Dinkel hat ihren Eltern nach drei Monaten doch von den Vorfällen erzählt. Der Mann flog aus dem Verein, das Strafverfahren wurde gegen eine Geldzahlung eingestellt. Mit 18 Jahren erfuhr Dinkel, dass der Täter weiter an einer Schule aktiv war. "Da fing es an mit den Panikattacken", erzählt sie. Diagnose: posttraumatische Belastungsstörung, auch Selbstverletzungen kamen dazu. Dem Sport ist sie trotz allem treu geblieben, hat sich sogar zur Trainerin ausbilden lassen. Sexueller Missbrauch sei dabei auch thematisiert worden, "es ging aber eher darum, aufzupassen, dass man nicht aus Versehen angeklagt wird".

Obwohl sie offen mit ihren Erfahrungen umging, traf sie auch bei den Trainerkollegen nicht nur auf Verständnis. "Einmal hielt ich beim Bodenkampf einen Kollegen im Haltegriff fest, da sagte er: Die Position gefällt mir sehr gut, aber nicht auf der Judo-Matte ..." Dinkels Erlebnisse zeigen, wie tief das Problem gesellschaftlich verankert ist; eine andere Betroffene macht deutlich, dass sich nach dem Sammeln der Erfahrungsberichte nun etwas tun müsse: Sie hatte schon früher über ihren Missbrauch berichtet, auch der DOSB habe davon gewusst. "Das ist zwei Jahre her, bisher ist niemand mehr an mich herangetreten."
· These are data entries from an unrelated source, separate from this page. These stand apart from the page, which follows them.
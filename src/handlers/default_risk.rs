//! Default-risk (PD) service handlers

use axum::{extract::State, Json};
use serde_json::json;

use crate::logic::explain;
use crate::logic::features::{derive, DEFAULT_RISK_FEATURES};
use crate::logic::model::{score_default_risk, DEFAULT_RISK_MODELS};
use crate::logic::recommend::recommendations;
use crate::schemas::{
    AllModelsResponse, ModelComparison, ModelIdentity, ModelPerformance, PredictionRequest,
    PredictionResponse,
};
use crate::{AppResult, AppState};

const BEST_MODEL: &str = "random_forest";

/// Training-time evaluation metrics, fixed per model.
fn model_performance(model_name: &str) -> ModelPerformance {
    match model_name {
        "random_forest" => ModelPerformance {
            accuracy: 0.92,
            precision: 0.89,
            recall: 0.91,
            f1_score: 0.90,
            auc_score: 0.94,
        },
        "xgboost" => ModelPerformance {
            accuracy: 0.90,
            precision: 0.87,
            recall: 0.89,
            f1_score: 0.88,
            auc_score: 0.92,
        },
        "logistic_regression" => ModelPerformance {
            accuracy: 0.85,
            precision: 0.82,
            recall: 0.83,
            f1_score: 0.82,
            auc_score: 0.88,
        },
        _ => ModelPerformance {
            accuracy: 0.82,
            precision: 0.80,
            recall: 0.81,
            f1_score: 0.80,
            auc_score: 0.85,
        },
    }
}

/// Predict probability of default with the best model (random forest).
pub async fn predict(
    State(state): State<AppState>,
    Json(request): Json<PredictionRequest>,
) -> AppResult<Json<PredictionResponse>> {
    let derived = derive(&request.to_record());

    let outcome = score_default_risk(&state.registry, &derived, BEST_MODEL);
    let feature_contributions = explain::contributions(&derived);
    let top_features = feature_contributions.iter().take(5).cloned().collect();
    let recommendations = recommendations(outcome.pd, &derived);

    Ok(Json(PredictionResponse {
        pd: outcome.pd,
        risk_category: outcome.risk_category,
        confidence: outcome.confidence,
        timestamp: chrono::Utc::now().to_rfc3339(),
        top_features,
        recommendations,
        model_info: ModelIdentity {
            name: crate::logic::model::registry::display_name(BEST_MODEL),
            version: "2.0.0",
            training_date: "2024-01-15",
            features_used: DEFAULT_RISK_FEATURES.len(),
        },
        feature_contributions,
        model_used: outcome.model_used,
        model_source: outcome.source,
        model_performance: model_performance(BEST_MODEL),
    }))
}

/// Predict with every registered model and compare the results.
pub async fn predict_all(
    State(state): State<AppState>,
    Json(request): Json<PredictionRequest>,
) -> AppResult<Json<AllModelsResponse>> {
    let derived = derive(&request.to_record());

    let mut comparison: Vec<ModelComparison> = DEFAULT_RISK_MODELS
        .iter()
        .map(|&name| {
            let outcome = score_default_risk(&state.registry, &derived, name);
            ModelComparison {
                model: crate::logic::model::registry::display_name(name),
                pd: outcome.pd,
                risk_category: outcome.risk_category,
                confidence: outcome.confidence,
                model_source: outcome.source,
                performance: model_performance(name),
            }
        })
        .collect();

    comparison.sort_by(|a, b| b.pd.partial_cmp(&a.pd).unwrap_or(std::cmp::Ordering::Equal));

    Ok(Json(AllModelsResponse {
        comparison,
        best_model: "Random Forest",
        best_model_reason: "Highest accuracy and AUC score",
        timestamp: chrono::Utc::now().to_rfc3339(),
    }))
}

/// Load status of every default-risk model.
pub async fn models_info(State(state): State<AppState>) -> Json<serde_json::Value> {
    Json(json!({
        "models": state.registry.default_risk_status(),
        "timestamp": chrono::Utc::now().to_rfc3339(),
    }))
}
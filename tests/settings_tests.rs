//! Settings Tests
//!
//! Tests for ProjectSettings JSON round-trips and the shader cache
//! directory layout.

use std::fs;
use std::path::PathBuf;

use talos::ProjectSettings;
use talos::settings::BUILD_CONFIG;

fn temp_path(name: &str) -> PathBuf {
    let dir = std::env::temp_dir().join(format!("talos_settings_tests_{}", std::process::id()));
    fs::create_dir_all(&dir).expect("create temp dir");
    dir.join(name)
}

#[test]
fn settings_round_trip_through_json() {
    let path = temp_path(ProjectSettings::FILE_NAME);
    let settings = ProjectSettings::new("/project/assets", "/project/.cache");
    settings.save(&path).unwrap();

    let loaded = ProjectSettings::load(&path).unwrap();
    assert_eq!(loaded, settings);
}

#[test]
fn loading_missing_settings_is_an_error() {
    let path = temp_path("does_not_exist.json");
    assert!(ProjectSettings::load(&path).is_err());
}

#[test]
fn shader_cache_dir_nests_under_build_config() {
    let settings = ProjectSettings::new("/project/assets", "/project/.cache");
    let expected: PathBuf = ["/project/.cache", "Shader", BUILD_CONFIG].iter().collect();
    assert_eq!(settings.shader_cache_dir(), expected);
}

#[test]
fn malformed_settings_file_is_an_error() {
    let path = temp_path("malformed.json");
    fs::write(&path, "{ not json").unwrap();
    assert!(ProjectSettings::load(&path).is_err());
}
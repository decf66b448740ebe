//! Shader Source Freshness
//!
//! [`ShaderDependency`] is one source file's freshness signal: its last
//! modification time, stat'ed on first use and memoized for the process
//! lifetime. The memo keeps repeated loads of the same source from hitting
//! the filesystem once per shader permutation; [`refresh`] drops it for
//! live-editing loops that need a fresh stat per load.
//!
//! Only the top-level source file is watched, not its transitive includes.
//!
//! [`refresh`]: ShaderDependency::refresh

use std::fs;
use std::path::{Path, PathBuf};
use std::time::SystemTime;

/// Freshness stamp for one absolute source path.
#[derive(Debug)]
pub struct ShaderDependency {
    path: PathBuf,
    last_write_time: Option<SystemTime>,
}

impl ShaderDependency {
    #[must_use]
    pub fn new(path: PathBuf) -> Self {
        debug_assert!(path.is_absolute(), "dependency paths must be absolute");
        Self {
            path,
            last_write_time: None,
        }
    }

    #[inline]
    #[must_use]
    pub fn path(&self) -> &Path {
        &self.path
    }

    /// The source's last modification time, memoized after the first query.
    /// A missing or unreadable file reads as `UNIX_EPOCH`, which makes any
    /// existing cache artifact count as fresh.
    pub fn last_write_time(&mut self) -> SystemTime {
        if let Some(stamp) = self.last_write_time {
            return stamp;
        }
        let stamp = Self::stat(&self.path);
        self.last_write_time = Some(stamp);
        stamp
    }

    /// Drops the memoized stamp so the next query re-stats the file.
    pub fn refresh(&mut self) {
        self.last_write_time = None;
    }

    fn stat(path: &Path) -> SystemTime {
        fs::metadata(path)
            .and_then(|meta| meta.modified())
            .unwrap_or(SystemTime::UNIX_EPOCH)
    }
}

#[cfg(test)]
mod tests {
    use super::*;
    use std::io::Write;

    fn temp_file(name: &str) -> PathBuf {
        let path = std::env::temp_dir().join(format!("talos_dep_{}_{name}", std::process::id()));
        let mut file = fs::File::create(&path).expect("create temp file");
        file.write_all(b"void main() {}").expect("write temp file");
        path
    }

    #[test]
    fn test_memoizes_first_stat() {
        let path = temp_file("memo");
        let mut dep = ShaderDependency::new(path.clone());
        let first = dep.last_write_time();
        assert_ne!(first, SystemTime::UNIX_EPOCH);

        // Deleting the file does not change the memoized answer.
        fs::remove_file(&path).unwrap();
        assert_eq!(dep.last_write_time(), first);

        // A refresh does.
        dep.refresh();
        assert_eq!(dep.last_write_time(), SystemTime::UNIX_EPOCH);
    }

    #[test]
    fn test_missing_file_reads_as_epoch() {
        let mut dep = ShaderDependency::new(std::env::temp_dir().join("talos_dep_missing"));
        assert_eq!(dep.last_write_time(), SystemTime::UNIX_EPOCH);
    }
}
//! Error Types
//!
//! The crate splits failures into three tiers:
//!
//! - **Fatal** conditions travel as [`TalosError`]: device/surface creation
//!   failures, surface format negotiation failure, and any Vulkan call that
//!   returns an error code outside the explicitly handled recoverable set.
//!   Failed calls carry the originating [`ash::vk::Result`] and the call
//!   site that issued them.
//! - **Expected** conditions are values, not errors: ring exhaustion returns
//!   `None`, surface staleness is reported through
//!   [`crate::renderer::swapchain::AcquireStatus`] /
//!   [`crate::renderer::swapchain::PresentStatus`], and a shader compile
//!   failure yields `Ok(None)` after its diagnostic has been logged.
//! - **Contract violations** (over-allocating a frame slot's command
//!   buffers, exceeding the ring window table) are asserts.

use std::panic::Location;

use ash::vk;
use thiserror::Error;

/// The error type for all fatal failures in the frame-resource pipeline.
#[derive(Error, Debug)]
pub enum TalosError {
    // ========================================================================
    // Device & Surface
    // ========================================================================
    /// Vulkan entry points could not be loaded from the system.
    #[error("Failed to load Vulkan entry points: {0}")]
    EntryLoad(String),

    /// No physical device was enumerated by the instance.
    #[error("No Vulkan-capable adapter found")]
    NoAdapter,

    /// The selected adapter exposes no graphics-capable queue family.
    #[error("Selected adapter has no graphics queue family")]
    NoGraphicsQueue,

    /// None of the preferred surface formats is supported.
    #[error("No suitable swap chain surface format")]
    NoSurfaceFormat,

    /// The presentation engine did not deliver an image within the bounded
    /// acquire wait.
    #[error("Timed out acquiring a swap chain image")]
    AcquireTimeout,

    /// Window handle access failed while creating the surface.
    #[error("Window handle error: {0}")]
    WindowHandle(#[from] raw_window_handle::HandleError),

    // ========================================================================
    // GPU API & Memory
    // ========================================================================
    /// A Vulkan call failed with an unexpected result code.
    #[error("Vulkan call failed: {result:?} at {location}")]
    Vk {
        /// The raw result code returned by the call.
        result: vk::Result,
        /// Source location of the failing call.
        location: &'static Location<'static>,
    },

    /// GPU memory allocation failed.
    #[error("GPU allocation error: {0}")]
    Allocation(#[from] gpu_allocator::AllocationError),

    /// The external shader compiler could not be loaded at startup.
    /// Individual compile failures are not errors; they surface as a null
    /// module after logging.
    #[error("Shader compiler unavailable: {0}")]
    CompilerUnavailable(String),

    // ========================================================================
    // Host I/O
    // ========================================================================
    /// File I/O error (settings, bytecode cache).
    #[error("IO error: {0}")]
    Io(#[from] std::io::Error),

    /// Settings (de)serialization error.
    #[error("JSON error: {0}")]
    Json(#[from] serde_json::Error),
}

/// Alias for `Result<T, TalosError>`.
pub type Result<T> = std::result::Result<T, TalosError>;

/// Wraps raw `VkResult` values with the call site that produced them.
pub(crate) trait VkResultExt<T> {
    /// Converts an `Err(vk::Result)` into [`TalosError::Vk`], capturing the
    /// caller's source location.
    fn vk_err(self) -> Result<T>;
}

impl<T> VkResultExt<T> for ash::prelude::VkResult<T> {
    #[track_caller]
    fn vk_err(self) -> Result<T> {
        self.map_err(|result| TalosError::Vk {
            result,
            location: Location::caller(),
        })
    }
}

#[cfg(test)]
mod tests {
    use super::*;

    #[test]
    fn test_vk_err_carries_code_and_location() {
        let res: ash::prelude::VkResult<()> = Err(vk::Result::ERROR_DEVICE_LOST);
        let err = res.vk_err().unwrap_err();
        match err {
            TalosError::Vk { result, location } => {
                assert_eq!(result, vk::Result::ERROR_DEVICE_LOST);
                assert!(location.file().ends_with("errors.rs"));
            }
            other => panic!("unexpected error variant: {other}"),
        }
    }

    #[test]
    fn test_vk_err_passes_values_through() {
        let res: ash::prelude::VkResult<u32> = Ok(7);
        assert_eq!(res.vk_err().unwrap(), 7);
    }
}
Ein Zeichen aus dem Spitzensport sendete am Dienstag Petra Tzschoppe. Die Vize-Präsidentin des DOSB bat im Namen des organisierten Sports um Entschuldigung bei allen Betroffenen, "für das Leid, das ihnen widerfahren ist". Zudem werde der DOSB wieder in den Fonds sexueller Missbrauch einzahlen, was er bis 2016 schon mal getan hatte, um Sachleistungen wie Therapien zu bezahlen. "Eine Entscheidung, die wirklich nötig und fällig war", sagte Andresen. Forscherin Rulofs gab einen Anstoß, der sich aus dem Wunsch der Betroffenen ableiten ließ: "Es gibt eine Nationale Antidopingagentur, die für einen sauberen Sport eintritt", so Rulofs, "wo ist eigentlich die nationale Agentur, die für einen sicheren und gewaltfreien Sport eintritt? Die unabhängig vom DOSB und den Verbänden ist? Da müssen wir hin." Doch davon ist man noch sehr weit entfernt.

Marie Dinkel arbeitet heute als Physiotherapeutin in der Schweiz, zum Judo war sie eigentlich erst durch ihren Vater gekommen: "Für ihn war es wichtig, dass man sich als junges Mädchen selbst verteidigen kann."